WHAT THE TASK REQUIRES: In the material below, find the line with "policy.set_mode(AccelerationMode::MinimumLatency);" and the line with "s.release_devices();", then output those two lines and every line between them, exactly.

-------- RECORDS PROVIDED

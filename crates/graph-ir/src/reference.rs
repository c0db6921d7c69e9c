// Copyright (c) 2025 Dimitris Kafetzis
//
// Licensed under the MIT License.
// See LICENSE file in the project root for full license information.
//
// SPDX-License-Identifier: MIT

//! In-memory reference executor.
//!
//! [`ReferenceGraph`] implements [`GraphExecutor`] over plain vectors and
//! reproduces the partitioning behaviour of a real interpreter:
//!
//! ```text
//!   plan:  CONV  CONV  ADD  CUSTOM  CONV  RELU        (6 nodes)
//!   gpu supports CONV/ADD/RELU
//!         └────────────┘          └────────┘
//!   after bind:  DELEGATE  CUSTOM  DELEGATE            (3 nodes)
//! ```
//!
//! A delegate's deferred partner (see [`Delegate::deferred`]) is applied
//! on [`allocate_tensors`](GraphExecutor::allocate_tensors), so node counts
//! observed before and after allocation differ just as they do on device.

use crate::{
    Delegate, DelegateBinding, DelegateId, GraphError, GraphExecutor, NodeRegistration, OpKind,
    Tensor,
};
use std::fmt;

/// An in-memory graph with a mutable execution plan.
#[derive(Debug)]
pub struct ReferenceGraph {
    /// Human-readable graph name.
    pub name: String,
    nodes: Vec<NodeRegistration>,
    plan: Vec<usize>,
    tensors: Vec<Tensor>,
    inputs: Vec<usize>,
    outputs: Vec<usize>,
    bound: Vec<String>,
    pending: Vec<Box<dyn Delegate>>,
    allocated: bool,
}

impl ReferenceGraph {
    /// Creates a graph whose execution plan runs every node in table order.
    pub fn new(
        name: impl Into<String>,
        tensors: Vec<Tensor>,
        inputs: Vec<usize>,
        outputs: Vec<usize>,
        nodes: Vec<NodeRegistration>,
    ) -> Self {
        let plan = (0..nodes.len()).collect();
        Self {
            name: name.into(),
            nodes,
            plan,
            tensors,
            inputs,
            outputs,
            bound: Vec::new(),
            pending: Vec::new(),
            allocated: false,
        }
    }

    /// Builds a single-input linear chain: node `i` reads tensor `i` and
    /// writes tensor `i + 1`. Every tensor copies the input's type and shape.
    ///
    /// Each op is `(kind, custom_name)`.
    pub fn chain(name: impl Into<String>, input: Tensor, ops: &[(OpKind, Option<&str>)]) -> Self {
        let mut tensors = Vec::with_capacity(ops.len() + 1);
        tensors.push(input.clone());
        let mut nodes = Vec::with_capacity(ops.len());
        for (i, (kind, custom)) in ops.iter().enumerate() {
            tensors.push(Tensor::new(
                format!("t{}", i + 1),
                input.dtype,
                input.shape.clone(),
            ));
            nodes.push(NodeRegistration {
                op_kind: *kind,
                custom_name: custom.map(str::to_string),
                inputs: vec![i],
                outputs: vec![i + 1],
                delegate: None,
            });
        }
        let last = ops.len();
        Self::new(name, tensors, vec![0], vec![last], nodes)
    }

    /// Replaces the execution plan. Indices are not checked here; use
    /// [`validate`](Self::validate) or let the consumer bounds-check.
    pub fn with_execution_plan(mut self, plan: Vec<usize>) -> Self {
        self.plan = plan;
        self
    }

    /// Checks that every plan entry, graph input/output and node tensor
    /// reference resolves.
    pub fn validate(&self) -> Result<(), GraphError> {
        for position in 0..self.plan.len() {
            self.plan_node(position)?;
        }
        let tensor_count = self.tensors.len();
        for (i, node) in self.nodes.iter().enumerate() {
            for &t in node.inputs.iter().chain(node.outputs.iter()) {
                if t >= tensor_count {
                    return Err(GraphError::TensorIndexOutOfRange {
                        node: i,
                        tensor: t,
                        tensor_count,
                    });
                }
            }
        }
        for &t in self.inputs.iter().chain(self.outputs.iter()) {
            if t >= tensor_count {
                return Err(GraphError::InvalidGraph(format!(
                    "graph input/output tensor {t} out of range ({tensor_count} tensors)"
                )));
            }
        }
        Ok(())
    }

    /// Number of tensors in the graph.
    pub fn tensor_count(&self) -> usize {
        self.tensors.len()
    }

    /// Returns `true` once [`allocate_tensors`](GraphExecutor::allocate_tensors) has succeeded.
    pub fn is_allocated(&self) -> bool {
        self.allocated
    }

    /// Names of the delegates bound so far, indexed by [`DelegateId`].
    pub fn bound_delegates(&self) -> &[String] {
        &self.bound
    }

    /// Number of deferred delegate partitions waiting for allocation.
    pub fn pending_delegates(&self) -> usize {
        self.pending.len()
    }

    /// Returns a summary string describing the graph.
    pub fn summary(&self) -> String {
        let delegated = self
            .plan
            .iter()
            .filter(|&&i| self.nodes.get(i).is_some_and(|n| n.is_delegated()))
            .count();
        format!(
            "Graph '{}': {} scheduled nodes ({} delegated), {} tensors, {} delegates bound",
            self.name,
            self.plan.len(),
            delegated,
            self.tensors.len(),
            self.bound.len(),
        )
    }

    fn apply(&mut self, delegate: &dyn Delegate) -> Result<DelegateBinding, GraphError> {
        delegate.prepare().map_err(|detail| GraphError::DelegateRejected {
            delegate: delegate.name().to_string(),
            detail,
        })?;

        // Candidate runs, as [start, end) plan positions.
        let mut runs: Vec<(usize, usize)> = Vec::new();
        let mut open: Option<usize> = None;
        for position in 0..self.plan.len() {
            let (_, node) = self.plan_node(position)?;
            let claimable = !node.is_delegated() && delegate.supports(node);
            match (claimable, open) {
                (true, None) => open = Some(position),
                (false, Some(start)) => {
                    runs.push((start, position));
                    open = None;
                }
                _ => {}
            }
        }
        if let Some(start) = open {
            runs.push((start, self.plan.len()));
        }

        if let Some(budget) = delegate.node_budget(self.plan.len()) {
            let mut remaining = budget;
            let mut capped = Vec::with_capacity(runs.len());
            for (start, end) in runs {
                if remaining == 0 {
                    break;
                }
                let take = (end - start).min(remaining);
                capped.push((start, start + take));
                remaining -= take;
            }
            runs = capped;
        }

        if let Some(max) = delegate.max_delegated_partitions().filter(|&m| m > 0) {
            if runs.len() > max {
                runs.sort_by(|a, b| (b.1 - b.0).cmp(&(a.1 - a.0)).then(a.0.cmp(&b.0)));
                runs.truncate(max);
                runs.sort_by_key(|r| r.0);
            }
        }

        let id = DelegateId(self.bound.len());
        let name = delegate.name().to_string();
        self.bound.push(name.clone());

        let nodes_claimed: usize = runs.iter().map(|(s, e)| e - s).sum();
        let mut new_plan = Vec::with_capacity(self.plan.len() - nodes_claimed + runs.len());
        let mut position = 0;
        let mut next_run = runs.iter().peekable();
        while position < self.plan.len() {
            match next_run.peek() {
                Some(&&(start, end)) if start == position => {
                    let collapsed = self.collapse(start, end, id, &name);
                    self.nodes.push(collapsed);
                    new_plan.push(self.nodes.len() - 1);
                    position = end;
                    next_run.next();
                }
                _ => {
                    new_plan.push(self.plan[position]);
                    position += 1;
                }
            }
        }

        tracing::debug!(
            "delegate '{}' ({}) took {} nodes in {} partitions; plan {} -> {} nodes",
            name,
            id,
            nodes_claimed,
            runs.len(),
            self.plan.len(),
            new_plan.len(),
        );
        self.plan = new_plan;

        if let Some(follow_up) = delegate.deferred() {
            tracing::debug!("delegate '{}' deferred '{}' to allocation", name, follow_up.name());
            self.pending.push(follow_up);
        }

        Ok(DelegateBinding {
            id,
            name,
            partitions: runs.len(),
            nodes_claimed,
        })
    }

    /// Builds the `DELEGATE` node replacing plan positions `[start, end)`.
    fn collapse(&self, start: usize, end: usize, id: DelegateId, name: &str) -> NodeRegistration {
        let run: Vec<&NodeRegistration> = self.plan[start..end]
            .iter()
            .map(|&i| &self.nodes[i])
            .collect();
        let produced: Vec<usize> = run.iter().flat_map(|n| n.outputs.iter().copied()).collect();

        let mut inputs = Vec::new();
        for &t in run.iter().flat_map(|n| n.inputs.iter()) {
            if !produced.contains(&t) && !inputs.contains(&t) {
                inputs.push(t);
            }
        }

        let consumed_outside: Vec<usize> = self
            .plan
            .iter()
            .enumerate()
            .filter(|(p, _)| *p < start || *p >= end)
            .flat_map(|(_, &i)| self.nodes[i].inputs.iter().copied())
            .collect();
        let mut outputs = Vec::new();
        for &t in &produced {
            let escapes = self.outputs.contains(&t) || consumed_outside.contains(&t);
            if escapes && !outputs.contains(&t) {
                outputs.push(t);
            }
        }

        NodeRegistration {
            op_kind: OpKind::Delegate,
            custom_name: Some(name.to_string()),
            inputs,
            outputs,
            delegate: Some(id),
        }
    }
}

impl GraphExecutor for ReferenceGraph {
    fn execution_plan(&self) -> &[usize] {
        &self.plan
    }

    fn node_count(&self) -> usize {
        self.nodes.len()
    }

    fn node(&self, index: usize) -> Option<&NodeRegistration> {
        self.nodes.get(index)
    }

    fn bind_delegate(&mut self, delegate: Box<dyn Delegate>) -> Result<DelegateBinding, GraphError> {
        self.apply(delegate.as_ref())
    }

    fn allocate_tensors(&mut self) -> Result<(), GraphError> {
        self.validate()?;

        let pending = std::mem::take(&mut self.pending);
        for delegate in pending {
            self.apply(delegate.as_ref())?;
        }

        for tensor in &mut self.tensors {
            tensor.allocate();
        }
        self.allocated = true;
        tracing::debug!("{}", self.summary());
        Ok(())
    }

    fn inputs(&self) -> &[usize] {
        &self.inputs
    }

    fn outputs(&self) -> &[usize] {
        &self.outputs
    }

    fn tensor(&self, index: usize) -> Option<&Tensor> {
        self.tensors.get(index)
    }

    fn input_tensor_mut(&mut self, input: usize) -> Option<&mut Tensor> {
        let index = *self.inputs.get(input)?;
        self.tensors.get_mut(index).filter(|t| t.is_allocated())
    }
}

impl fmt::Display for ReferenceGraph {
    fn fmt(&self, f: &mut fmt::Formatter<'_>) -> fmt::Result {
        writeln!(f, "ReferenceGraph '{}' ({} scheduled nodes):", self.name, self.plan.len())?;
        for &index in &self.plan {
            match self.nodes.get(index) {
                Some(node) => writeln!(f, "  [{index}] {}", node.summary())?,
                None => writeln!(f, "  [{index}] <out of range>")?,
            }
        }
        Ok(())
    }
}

----------------
-------- RECORDS PROVIDED

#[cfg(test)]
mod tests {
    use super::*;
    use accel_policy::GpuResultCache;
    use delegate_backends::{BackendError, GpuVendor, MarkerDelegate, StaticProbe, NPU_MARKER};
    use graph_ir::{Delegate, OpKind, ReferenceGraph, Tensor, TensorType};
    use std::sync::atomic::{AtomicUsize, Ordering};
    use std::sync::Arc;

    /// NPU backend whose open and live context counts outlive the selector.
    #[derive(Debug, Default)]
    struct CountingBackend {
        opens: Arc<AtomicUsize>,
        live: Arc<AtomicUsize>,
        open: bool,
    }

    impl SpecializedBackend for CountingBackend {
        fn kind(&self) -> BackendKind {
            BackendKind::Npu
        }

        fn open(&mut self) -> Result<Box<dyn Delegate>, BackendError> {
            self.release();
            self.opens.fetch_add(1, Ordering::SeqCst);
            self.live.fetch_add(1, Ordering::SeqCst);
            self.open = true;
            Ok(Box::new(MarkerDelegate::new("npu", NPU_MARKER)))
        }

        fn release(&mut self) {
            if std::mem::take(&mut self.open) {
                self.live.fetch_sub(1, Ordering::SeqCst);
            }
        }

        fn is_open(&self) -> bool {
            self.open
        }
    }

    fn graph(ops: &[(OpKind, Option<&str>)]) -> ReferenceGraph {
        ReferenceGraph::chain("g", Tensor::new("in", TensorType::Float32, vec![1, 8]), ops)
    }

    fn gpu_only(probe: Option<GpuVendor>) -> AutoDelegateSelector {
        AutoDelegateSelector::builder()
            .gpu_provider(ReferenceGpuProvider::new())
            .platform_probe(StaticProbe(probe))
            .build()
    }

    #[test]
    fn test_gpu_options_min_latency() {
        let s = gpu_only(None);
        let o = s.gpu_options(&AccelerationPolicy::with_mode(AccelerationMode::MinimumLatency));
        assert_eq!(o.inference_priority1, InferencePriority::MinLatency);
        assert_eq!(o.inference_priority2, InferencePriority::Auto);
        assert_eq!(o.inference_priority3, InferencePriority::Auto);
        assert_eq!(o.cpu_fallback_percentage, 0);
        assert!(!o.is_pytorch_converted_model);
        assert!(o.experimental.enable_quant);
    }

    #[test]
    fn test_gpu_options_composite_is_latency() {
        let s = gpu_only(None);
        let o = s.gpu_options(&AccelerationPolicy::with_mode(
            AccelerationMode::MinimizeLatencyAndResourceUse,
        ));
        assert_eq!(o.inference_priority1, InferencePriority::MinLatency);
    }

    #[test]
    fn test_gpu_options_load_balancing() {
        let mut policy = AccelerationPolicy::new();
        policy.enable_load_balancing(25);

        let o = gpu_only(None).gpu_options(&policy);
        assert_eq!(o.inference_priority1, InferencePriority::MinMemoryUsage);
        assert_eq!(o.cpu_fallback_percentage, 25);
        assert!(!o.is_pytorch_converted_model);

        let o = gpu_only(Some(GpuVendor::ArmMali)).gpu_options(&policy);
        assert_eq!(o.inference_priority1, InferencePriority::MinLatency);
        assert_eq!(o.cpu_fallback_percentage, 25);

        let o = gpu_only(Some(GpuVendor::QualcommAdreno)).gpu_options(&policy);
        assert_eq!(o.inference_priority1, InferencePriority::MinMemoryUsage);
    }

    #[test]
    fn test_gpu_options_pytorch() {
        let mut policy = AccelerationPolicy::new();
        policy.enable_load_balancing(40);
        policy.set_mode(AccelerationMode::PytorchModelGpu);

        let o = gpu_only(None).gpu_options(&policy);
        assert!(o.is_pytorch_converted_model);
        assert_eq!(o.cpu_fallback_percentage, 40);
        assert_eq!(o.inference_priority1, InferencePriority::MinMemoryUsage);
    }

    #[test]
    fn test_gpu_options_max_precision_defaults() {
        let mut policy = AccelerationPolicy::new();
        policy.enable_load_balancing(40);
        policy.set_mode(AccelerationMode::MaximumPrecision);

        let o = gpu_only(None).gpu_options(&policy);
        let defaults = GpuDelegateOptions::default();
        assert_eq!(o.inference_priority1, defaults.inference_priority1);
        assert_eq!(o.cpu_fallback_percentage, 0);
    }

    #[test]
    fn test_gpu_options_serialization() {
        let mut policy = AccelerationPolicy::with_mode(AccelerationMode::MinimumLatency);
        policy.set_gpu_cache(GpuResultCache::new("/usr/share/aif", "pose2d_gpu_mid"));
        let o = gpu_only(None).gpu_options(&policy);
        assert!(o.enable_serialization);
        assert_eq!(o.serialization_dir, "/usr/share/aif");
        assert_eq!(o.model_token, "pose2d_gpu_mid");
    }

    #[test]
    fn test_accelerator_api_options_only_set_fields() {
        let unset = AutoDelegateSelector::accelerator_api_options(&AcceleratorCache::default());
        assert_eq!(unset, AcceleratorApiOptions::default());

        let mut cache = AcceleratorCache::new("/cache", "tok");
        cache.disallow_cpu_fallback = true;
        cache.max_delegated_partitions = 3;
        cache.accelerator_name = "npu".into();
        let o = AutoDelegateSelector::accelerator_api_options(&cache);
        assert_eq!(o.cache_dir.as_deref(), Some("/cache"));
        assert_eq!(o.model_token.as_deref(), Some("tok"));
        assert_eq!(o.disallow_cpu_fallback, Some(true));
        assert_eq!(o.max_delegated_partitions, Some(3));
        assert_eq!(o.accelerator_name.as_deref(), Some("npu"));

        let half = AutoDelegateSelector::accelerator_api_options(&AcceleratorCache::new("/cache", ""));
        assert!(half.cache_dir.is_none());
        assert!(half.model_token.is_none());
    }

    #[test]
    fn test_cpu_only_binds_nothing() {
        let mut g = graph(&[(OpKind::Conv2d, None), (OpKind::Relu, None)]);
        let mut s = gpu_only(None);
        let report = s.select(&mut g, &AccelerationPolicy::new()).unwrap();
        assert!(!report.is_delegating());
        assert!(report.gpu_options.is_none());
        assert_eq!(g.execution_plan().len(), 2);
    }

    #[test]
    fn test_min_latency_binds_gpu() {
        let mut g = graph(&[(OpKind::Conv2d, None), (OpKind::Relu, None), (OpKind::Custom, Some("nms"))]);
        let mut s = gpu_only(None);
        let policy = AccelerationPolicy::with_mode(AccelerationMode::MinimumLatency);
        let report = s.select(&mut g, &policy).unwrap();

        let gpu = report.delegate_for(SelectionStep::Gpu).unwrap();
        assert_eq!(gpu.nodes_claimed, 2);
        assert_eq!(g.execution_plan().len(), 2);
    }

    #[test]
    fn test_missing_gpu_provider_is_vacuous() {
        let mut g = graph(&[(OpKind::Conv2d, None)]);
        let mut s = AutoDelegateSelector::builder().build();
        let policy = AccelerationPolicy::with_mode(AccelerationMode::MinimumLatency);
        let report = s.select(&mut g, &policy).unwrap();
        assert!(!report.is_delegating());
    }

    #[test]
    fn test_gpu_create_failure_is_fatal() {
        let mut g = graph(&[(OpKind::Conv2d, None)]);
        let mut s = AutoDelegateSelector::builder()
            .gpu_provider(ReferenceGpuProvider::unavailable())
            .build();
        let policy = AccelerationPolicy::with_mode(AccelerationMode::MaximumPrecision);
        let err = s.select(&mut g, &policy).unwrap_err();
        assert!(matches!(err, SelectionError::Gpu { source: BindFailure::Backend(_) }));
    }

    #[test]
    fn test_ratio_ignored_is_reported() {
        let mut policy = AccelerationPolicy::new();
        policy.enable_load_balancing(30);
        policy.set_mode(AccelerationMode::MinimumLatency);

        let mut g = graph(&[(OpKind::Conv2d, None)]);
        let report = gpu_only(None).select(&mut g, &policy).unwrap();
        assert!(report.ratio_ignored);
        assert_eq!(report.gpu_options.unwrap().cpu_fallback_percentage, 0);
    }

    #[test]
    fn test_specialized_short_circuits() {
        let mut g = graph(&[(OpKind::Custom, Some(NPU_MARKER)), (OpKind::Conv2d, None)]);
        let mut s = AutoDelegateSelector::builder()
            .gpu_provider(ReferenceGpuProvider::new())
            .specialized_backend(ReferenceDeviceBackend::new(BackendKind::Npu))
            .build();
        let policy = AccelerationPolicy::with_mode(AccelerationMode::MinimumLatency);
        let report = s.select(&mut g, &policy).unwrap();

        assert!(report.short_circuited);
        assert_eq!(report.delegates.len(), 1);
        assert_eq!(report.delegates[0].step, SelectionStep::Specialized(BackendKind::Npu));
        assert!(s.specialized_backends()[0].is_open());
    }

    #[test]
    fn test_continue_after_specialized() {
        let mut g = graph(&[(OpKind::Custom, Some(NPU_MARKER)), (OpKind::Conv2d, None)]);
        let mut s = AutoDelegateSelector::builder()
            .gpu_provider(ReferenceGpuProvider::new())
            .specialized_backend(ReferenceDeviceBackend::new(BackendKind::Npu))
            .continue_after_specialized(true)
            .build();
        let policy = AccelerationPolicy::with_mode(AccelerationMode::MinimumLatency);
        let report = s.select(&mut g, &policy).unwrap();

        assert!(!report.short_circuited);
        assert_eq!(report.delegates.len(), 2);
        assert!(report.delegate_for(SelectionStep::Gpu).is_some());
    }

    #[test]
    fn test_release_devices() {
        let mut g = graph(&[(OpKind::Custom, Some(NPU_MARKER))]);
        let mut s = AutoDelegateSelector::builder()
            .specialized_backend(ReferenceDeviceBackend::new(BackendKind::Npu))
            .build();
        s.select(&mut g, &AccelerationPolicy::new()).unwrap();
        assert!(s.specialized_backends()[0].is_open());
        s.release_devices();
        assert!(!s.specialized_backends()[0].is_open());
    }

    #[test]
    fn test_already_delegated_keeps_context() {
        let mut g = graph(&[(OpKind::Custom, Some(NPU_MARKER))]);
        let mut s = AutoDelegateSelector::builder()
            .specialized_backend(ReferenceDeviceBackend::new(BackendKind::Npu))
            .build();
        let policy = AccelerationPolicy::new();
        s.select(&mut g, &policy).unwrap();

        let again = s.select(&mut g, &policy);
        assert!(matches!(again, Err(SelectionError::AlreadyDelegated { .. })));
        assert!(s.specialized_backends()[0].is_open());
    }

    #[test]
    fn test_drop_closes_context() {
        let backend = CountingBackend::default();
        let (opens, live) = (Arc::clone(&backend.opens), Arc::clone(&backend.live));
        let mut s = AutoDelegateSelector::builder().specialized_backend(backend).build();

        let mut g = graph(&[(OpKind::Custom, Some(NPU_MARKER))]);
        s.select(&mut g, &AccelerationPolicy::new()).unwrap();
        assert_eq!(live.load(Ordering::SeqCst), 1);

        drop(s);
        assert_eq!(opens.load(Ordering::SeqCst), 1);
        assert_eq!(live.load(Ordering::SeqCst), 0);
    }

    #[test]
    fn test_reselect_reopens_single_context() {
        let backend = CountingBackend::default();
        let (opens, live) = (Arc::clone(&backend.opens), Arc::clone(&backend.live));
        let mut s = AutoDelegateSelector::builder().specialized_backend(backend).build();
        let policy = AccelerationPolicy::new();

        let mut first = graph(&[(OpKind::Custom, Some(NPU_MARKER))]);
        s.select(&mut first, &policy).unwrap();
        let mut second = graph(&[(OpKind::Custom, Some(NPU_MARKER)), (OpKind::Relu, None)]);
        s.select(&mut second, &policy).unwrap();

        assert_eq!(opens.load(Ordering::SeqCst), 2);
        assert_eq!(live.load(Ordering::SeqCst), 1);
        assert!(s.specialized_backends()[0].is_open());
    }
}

----------------

OUTPUT FOR THIS TASK:
        policy.set_mode(AccelerationMode::MinimumLatency);

        let mut g = graph(&[(OpKind::Conv2d, None)]);
        let report = gpu_only(None).select(&mut g, &policy).unwrap();
        assert!(report.ratio_ignored);
        assert_eq!(report.gpu_options.unwrap().cpu_fallback_percentage, 0);
    }

    #[test]
    fn test_specialized_short_circuits() {
        let mut g = graph(&[(OpKind::Custom, Some(NPU_MARKER)), (OpKind::Conv2d, None)]);
        let mut s = AutoDelegateSelector::builder()
            .gpu_provider(ReferenceGpuProvider::new())
            .specialized_backend(ReferenceDeviceBackend::new(BackendKind::Npu))
            .build();
        let policy = AccelerationPolicy::with_mode(AccelerationMode::MinimumLatency);
        let report = s.select(&mut g, &policy).unwrap();

        assert!(report.short_circuited);
        assert_eq!(report.delegates.len(), 1);
        assert_eq!(report.delegates[0].step, SelectionStep::Specialized(BackendKind::Npu));
        assert!(s.specialized_backends()[0].is_open());
    }

    #[test]
    fn test_continue_after_specialized() {
        let mut g = graph(&[(OpKind::Custom, Some(NPU_MARKER)), (OpKind::Conv2d, None)]);
        let mut s = AutoDelegateSelector::builder()
            .gpu_provider(ReferenceGpuProvider::new())
            .specialized_backend(ReferenceDeviceBackend::new(BackendKind::Npu))
            .continue_after_specialized(true)
            .build();
        let policy = AccelerationPolicy::with_mode(AccelerationMode::MinimumLatency);
        let report = s.select(&mut g, &policy).unwrap();

        assert!(!report.short_circuited);
        assert_eq!(report.delegates.len(), 2);
        assert!(report.delegate_for(SelectionStep::Gpu).is_some());
    }

    #[test]
    fn test_release_devices() {
        let mut g = graph(&[(OpKind::Custom, Some(NPU_MARKER))]);
        let mut s = AutoDelegateSelector::builder()
            .specialized_backend(ReferenceDeviceBackend::new(BackendKind::Npu))
            .build();
        s.select(&mut g, &AccelerationPolicy::new()).unwrap();
        assert!(s.specialized_backends()[0].is_open());
        s.release_devices();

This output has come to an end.